> EXERCISE INSTRUCTIONS
Write back each entry precisely as it is given.

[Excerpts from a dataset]
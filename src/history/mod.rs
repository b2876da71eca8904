#[cfg(feature = "desktop")]
pub mod commands;
pub mod record;
pub mod store;

pub use record::{PredictionRecord, RecordError};
pub use store::{HistoryStore, HistoryUpdate, PersistenceWarning, HISTORY_CAPACITY, HISTORY_KEY};
pub mod classifier;
pub mod db;
pub mod history;
pub mod intake;
pub mod prediction;
pub mod presentation;
pub mod settings;
pub mod storage;
pub mod utils;

pub use db::Database;

#[cfg(feature = "desktop")]
pub use desktop::run;

#[cfg(feature = "desktop")]
mod desktop {
    use std::path::PathBuf;

    use log::{info, warn};
    use serde::Serialize;
    use tauri::{AppHandle, Emitter, Manager, State};

    use crate::{
        classifier::{AnyClassifier, Classifier, DemoClassifier},
        db::Database,
        history::{
            commands::{
                clear_history, delete_history_item, get_history, recall_history_item,
                reload_history,
            },
            HistoryStore,
        },
        intake,
        prediction::{
            commands::{get_prediction_state, submit_prediction},
            PredictionController,
        },
        settings::{SettingsStore, Theme},
        utils,
    };

    pub(crate) type AppController = PredictionController<AnyClassifier, Database, AppHandle>;

    pub(crate) struct AppState {
        pub(crate) prediction: AppController,
        pub(crate) settings: SettingsStore,
    }

    #[derive(Serialize, Clone)]
    #[serde(rename_all = "camelCase")]
    struct ClassifierInfo {
        model: String,
        endpoint: Option<String>,
    }

    #[tauri::command]
    fn get_classifier_info(state: State<AppState>) -> ClassifierInfo {
        ClassifierInfo {
            model: state.prediction.model().to_string(),
            endpoint: state.settings.endpoint(),
        }
    }

    #[tauri::command]
    fn get_theme(state: State<AppState>) -> Theme {
        state.settings.theme()
    }

    #[tauri::command]
    fn set_theme(
        theme: Theme,
        state: State<AppState>,
        app_handle: AppHandle,
    ) -> Result<(), String> {
        state
            .settings
            .update_theme(theme)
            .map_err(|e| e.to_string())?;

        app_handle
            .emit("theme-changed", theme)
            .map_err(|e| e.to_string())?;

        Ok(())
    }

    /// Read a dropped file so the frontend can put it in the editor.
    #[tauri::command]
    fn load_text_file(path: PathBuf) -> Result<String, String> {
        intake::read_text_file(&path).map_err(|e| e.to_string())
    }

    /// Decode a file chosen in the picker. The webview reads the bytes, so
    /// only its name and MIME type come along.
    #[tauri::command]
    fn load_selected_file(
        name: String,
        mime: Option<String>,
        bytes: Vec<u8>,
    ) -> Result<String, String> {
        intake::read_selected_file(&name, mime.as_deref(), bytes).map_err(|e| e.to_string())
    }

    fn build_classifier(settings: &SettingsStore) -> AnyClassifier {
        let endpoint = settings.endpoint();
        match AnyClassifier::resolve(endpoint.as_deref(), settings.request_timeout()) {
            Ok(classifier) => classifier,
            Err(err) => {
                warn!("{err:#}; falling back to the demo classifier");
                AnyClassifier::Demo(DemoClassifier::new())
            }
        }
    }

    #[cfg_attr(mobile, tauri::mobile_entry_point)]
    pub fn run() {
        // Reads RUST_LOG on top of the default info level.
        utils::logging::init();

        info!("NewsLens starting up...");

        tauri::Builder::default()
            .plugin(tauri_plugin_opener::init())
            .setup(|app| {
                let result = (|| -> anyhow::Result<()> {
                    let app_data_dir = app
                        .path()
                        .app_data_dir()
                        .map_err(|err| anyhow::anyhow!(err))?;
                    std::fs::create_dir_all(&app_data_dir)?;

                    let settings = SettingsStore::new(app_data_dir.join("settings.json"))?;
                    let classifier = build_classifier(&settings);
                    info!("Using the {} classifier", classifier.model());

                    let database = Database::new(app_data_dir.join("newslens.sqlite3"))?;
                    let history =
                        tauri::async_runtime::block_on(HistoryStore::open(database));
                    info!("Loaded {} history entries", history.len());

                    let prediction =
                        PredictionController::new(classifier, history, app.handle().clone());

                    app.manage(AppState {
                        prediction,
                        settings,
                    });

                    Ok(())
                })();

                result.map_err(|err| err.into())
            })
            .invoke_handler(tauri::generate_handler![
                submit_prediction,
                get_prediction_state,
                get_history,
                delete_history_item,
                clear_history,
                reload_history,
                recall_history_item,
                load_text_file,
                load_selected_file,
                get_theme,
                set_theme,
                get_classifier_info,
            ])
            .run(tauri::generate_context!())
            .expect("error while running tauri application");
    }
}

> RESULT BELOW
filename src/history/mod.rs
repository b2876da71eca8904
#[cfg(feature = "desktop")]
pub mod commands;
pub mod record;
pub mod store;

pub use record::{PredictionRecord, RecordError};
pub use store::{HistoryStore, HistoryUpdate, PersistenceWarning, HISTORY_CAPACITY, HISTORY_KEY};
pub mod classifier;
pub mod db;
pub mod history;
pub mod intake;
pub mod prediction;
pub mod presentation;
pub mod settings;
pub mod storage;
pub mod utils;

pub use db::Database;

#[cfg(feature = "desktop")]
pub use desktop::run;

#[cfg(feature = "desktop")]
mod desktop {
    use std::path::PathBuf;

    use log::{info, warn};
    use serde::Serialize;
    use tauri::{AppHandle, Emitter, Manager, State};

    use crate::{
        classifier::{AnyClassifier, Classifier, DemoClassifier},
        db::Database,
        history::{
            commands::{
                clear_history, delete_history_item, get_history, recall_history_item,
                reload_history,
            },
            HistoryStore,
        },
        intake,
        prediction::{
            commands::{get_prediction_state, submit_prediction},
            PredictionController,
        },
        settings::{SettingsStore, Theme},
        utils,
    };

    pub(crate) type AppController = PredictionController<AnyClassifier, Database, AppHandle>;

    pub(crate) struct AppState {
        pub(crate) prediction: AppController,
        pub(crate) settings: SettingsStore,
    }

    #[derive(Serialize, Clone)]
    #[serde(rename_all = "camelCase")]
    struct ClassifierInfo {
        model: String,
        endpoint: Option<String>,
    }

    #[tauri::command]
    fn get_classifier_info(state: State<AppState>) -> ClassifierInfo {
        ClassifierInfo {
            model: state.prediction.model().to_string(),
            endpoint: state.settings.endpoint(),
        }
    }

    #[tauri::command]
    fn get_theme(state: State<AppState>) -> Theme {
        state.settings.theme()
    }

    #[tauri::command]
    fn set_theme(
        theme: Theme,
        state: State<AppState>,
        app_handle: AppHandle,
    ) -> Result<(), String> {
        state
            .settings
            .update_theme(theme)
            .map_err(|e| e.to_string())?;

        app_handle
            .emit("theme-changed", theme)
            .map_err(|e| e.to_string())?;

        Ok(())
    }

    /// Read a dropped file so the frontend can put it in the editor.
    #[tauri::command]
    fn load_text_file(path: PathBuf) -> Result<String, String> {
        intake::read_text_file(&path).map_err(|e| e.to_string())
    }

    /// Decode a file chosen in the picker. The webview reads the bytes, so
    /// only its name and MIME type come along.
    #[tauri::command]
    fn load_selected_file(
        name: String,
        mime: Option<String>,
        bytes: Vec<u8>,
    ) -> Result<String, String> {
        intake::read_selected_file(&name, mime.as_deref(), bytes).map_err(|e| e.to_string())
    }

    fn build_classifier(settings: &SettingsStore) -> AnyClassifier {
        let endpoint = settings.endpoint();
        match AnyClassifier::resolve(endpoint.as_deref(), settings.request_timeout()) {
            Ok(classifier) => classifier,
            Err(err) => {
                warn!("{err:#}; falling back to the demo classifier");
                AnyClassifier::Demo(DemoClassifier::new())
            }
        }
    }

    #[cfg_attr(mobile, tauri::mobile_entry_point)]
    pub fn run() {
        // Reads RUST_LOG on top of the default info level.
        utils::logging::init();

        info!("NewsLens starting up...");

        tauri::Builder::default()
            .plugin(tauri_plugin_opener::init())
            .setup(|app| {
                let result = (|| -> anyhow::Result<()> {
                    let app_data_dir = app
                        .path()
                        .app_data_dir()
                        .map_err(|err| anyhow::anyhow!(err))?;
                    std::fs::create_dir_all(&app_data_dir)?;

                    let settings = SettingsStore::new(app_data_dir.join("settings.json"))?;
                    let classifier = build_classifier(&settings);
                    info!("Using the {} classifier", classifier.model());

                    let database = Database::new(app_data_dir.join("newslens.sqlite3"))?;
                    let history =
                        tauri::async_runtime::block_on(HistoryStore::open(database));
                    info!("Loaded {} history entries", history.len());

                    let prediction =
                        PredictionController::new(classifier, history, app.handle().clone());

                    app.manage(AppState {
                        prediction,
                        settings,
                    });

                    Ok(())
                })();

                result.map_err(|err| err.into())
            })
            .invoke_handler(tauri::generate_handler![
                submit_prediction,
                get_prediction_state,
                get_history,
                delete_history_item,
                clear_history,
                reload_history,
                recall_history_item,
                load_text_file,
                load_selected_file,
                get_theme,
                set_theme,
                get_classifier_info,
            ])
            .run(tauri::generate_context!())
            .expect("error while running tauri application");
    }
}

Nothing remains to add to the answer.